*WHAT YOU ARE ASKED TO DO*.
Within the records below, how many lines contain "pending"? The answer is that number alone.

*GIVEN RECORDS*.
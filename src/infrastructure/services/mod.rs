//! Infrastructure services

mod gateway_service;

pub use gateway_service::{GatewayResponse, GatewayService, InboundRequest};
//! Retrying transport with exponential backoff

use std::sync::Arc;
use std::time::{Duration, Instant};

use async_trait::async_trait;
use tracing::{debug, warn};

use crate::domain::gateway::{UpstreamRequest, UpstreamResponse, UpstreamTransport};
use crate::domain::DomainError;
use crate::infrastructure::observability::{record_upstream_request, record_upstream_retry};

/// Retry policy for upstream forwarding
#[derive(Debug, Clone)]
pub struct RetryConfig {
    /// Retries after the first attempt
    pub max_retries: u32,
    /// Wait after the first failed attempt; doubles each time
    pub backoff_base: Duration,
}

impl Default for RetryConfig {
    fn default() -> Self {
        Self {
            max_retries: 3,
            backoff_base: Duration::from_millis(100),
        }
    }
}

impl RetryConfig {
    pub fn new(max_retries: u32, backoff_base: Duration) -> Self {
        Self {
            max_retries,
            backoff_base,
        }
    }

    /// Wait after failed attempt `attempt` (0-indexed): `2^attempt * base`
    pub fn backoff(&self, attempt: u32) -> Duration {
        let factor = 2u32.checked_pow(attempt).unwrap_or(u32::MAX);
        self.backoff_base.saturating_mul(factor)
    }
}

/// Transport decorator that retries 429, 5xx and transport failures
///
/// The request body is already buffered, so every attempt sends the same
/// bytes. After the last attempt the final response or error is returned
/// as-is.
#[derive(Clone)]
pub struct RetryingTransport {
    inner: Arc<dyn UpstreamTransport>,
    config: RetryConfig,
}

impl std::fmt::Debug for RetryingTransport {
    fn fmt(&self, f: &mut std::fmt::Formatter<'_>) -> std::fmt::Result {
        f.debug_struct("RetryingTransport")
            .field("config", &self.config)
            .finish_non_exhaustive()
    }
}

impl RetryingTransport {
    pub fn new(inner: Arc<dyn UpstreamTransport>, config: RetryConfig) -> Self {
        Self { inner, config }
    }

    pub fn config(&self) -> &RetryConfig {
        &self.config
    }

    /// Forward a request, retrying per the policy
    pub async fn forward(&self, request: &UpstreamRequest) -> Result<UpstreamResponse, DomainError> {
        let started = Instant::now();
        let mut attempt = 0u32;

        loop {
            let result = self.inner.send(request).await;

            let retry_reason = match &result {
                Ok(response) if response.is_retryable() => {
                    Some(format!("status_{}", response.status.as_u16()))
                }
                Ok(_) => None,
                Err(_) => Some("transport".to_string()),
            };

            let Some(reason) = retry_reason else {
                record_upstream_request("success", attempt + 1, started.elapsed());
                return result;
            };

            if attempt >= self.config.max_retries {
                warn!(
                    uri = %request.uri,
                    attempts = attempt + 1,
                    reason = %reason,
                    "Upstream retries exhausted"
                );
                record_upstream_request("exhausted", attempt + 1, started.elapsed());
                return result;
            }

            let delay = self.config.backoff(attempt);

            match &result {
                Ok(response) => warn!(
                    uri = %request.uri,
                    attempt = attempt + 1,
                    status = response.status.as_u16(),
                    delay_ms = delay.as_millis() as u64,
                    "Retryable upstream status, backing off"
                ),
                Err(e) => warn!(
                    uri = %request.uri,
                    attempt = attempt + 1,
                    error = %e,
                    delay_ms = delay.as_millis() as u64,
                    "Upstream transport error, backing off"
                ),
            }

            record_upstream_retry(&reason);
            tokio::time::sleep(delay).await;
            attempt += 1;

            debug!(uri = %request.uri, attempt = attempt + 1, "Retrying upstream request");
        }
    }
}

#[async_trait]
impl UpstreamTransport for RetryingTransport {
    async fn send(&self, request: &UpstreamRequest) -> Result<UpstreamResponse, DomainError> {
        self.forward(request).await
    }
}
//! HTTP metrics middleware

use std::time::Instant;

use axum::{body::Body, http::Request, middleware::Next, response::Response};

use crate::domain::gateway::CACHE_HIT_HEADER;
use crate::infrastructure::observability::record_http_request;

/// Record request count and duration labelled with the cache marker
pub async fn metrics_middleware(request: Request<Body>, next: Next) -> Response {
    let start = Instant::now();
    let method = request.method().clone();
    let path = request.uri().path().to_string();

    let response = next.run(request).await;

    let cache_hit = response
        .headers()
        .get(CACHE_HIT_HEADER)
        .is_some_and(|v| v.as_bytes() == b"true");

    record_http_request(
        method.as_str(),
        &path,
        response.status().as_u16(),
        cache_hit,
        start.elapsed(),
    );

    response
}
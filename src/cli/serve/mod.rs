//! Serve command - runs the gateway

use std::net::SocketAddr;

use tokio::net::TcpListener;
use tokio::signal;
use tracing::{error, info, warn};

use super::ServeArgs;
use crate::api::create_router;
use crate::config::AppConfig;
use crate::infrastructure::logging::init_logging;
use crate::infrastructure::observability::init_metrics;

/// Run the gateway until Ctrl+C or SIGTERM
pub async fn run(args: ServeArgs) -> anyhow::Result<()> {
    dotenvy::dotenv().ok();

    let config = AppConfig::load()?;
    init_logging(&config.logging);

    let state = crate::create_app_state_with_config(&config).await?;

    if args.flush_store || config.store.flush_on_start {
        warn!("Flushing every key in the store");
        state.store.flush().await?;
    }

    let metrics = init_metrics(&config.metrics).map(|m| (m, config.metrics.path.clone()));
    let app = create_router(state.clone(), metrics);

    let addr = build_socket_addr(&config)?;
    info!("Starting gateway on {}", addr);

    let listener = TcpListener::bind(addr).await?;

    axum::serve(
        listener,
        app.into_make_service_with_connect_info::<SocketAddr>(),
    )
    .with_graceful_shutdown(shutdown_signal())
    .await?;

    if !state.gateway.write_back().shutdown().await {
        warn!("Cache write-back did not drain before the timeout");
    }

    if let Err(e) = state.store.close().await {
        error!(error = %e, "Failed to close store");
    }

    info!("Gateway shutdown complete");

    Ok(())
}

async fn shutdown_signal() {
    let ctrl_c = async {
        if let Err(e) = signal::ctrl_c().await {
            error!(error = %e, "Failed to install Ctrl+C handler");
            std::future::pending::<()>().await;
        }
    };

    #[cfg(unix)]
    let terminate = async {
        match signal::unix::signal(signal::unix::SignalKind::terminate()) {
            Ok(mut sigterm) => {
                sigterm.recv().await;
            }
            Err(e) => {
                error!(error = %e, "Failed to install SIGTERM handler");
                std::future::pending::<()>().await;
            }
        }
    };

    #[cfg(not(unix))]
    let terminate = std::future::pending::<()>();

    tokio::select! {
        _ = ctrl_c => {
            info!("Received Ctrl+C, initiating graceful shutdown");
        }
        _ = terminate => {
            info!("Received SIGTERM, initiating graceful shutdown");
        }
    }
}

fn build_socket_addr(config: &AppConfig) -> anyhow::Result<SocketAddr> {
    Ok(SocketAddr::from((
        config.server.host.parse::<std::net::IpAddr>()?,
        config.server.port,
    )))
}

* * *

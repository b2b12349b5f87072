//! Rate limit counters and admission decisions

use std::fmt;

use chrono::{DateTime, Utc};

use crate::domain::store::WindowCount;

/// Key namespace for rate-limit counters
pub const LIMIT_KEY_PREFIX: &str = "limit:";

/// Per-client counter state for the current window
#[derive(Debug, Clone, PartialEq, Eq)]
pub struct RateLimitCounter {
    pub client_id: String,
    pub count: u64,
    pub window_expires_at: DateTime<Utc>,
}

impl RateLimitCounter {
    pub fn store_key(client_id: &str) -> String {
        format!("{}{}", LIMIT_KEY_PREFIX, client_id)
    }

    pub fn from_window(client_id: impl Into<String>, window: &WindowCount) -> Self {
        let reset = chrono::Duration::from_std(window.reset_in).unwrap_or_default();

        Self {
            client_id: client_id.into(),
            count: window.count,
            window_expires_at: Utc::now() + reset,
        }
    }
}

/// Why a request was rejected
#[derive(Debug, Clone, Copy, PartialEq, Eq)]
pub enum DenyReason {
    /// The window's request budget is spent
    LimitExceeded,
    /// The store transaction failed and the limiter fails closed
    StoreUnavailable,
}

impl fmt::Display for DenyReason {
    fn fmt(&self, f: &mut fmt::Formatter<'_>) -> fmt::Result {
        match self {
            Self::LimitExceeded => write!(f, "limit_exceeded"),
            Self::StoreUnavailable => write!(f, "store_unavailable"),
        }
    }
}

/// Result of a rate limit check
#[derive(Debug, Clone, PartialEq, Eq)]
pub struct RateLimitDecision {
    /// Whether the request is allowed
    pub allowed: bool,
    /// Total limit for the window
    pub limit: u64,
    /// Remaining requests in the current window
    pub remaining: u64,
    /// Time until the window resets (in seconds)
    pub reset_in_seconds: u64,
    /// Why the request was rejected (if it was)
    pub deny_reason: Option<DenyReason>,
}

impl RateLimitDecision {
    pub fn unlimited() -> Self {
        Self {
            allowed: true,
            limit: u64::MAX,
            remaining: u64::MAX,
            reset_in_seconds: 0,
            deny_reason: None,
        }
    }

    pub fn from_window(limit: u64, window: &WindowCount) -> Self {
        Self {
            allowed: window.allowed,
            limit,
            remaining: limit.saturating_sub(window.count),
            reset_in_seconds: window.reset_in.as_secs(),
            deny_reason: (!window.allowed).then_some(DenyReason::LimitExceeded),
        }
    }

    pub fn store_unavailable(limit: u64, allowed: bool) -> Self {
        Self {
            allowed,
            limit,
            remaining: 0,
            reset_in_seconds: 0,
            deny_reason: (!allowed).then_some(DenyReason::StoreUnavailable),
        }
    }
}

---

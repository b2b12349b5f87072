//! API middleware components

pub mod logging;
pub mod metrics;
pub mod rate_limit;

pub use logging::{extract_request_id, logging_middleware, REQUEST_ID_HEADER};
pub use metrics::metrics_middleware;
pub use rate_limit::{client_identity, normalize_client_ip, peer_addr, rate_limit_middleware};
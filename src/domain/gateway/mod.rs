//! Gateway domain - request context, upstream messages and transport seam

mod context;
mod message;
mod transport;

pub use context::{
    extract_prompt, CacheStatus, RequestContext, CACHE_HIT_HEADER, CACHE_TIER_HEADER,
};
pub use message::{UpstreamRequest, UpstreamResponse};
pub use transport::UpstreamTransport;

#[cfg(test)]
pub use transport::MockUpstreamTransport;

*SOLUTION TO THIS PROBLEM*.
3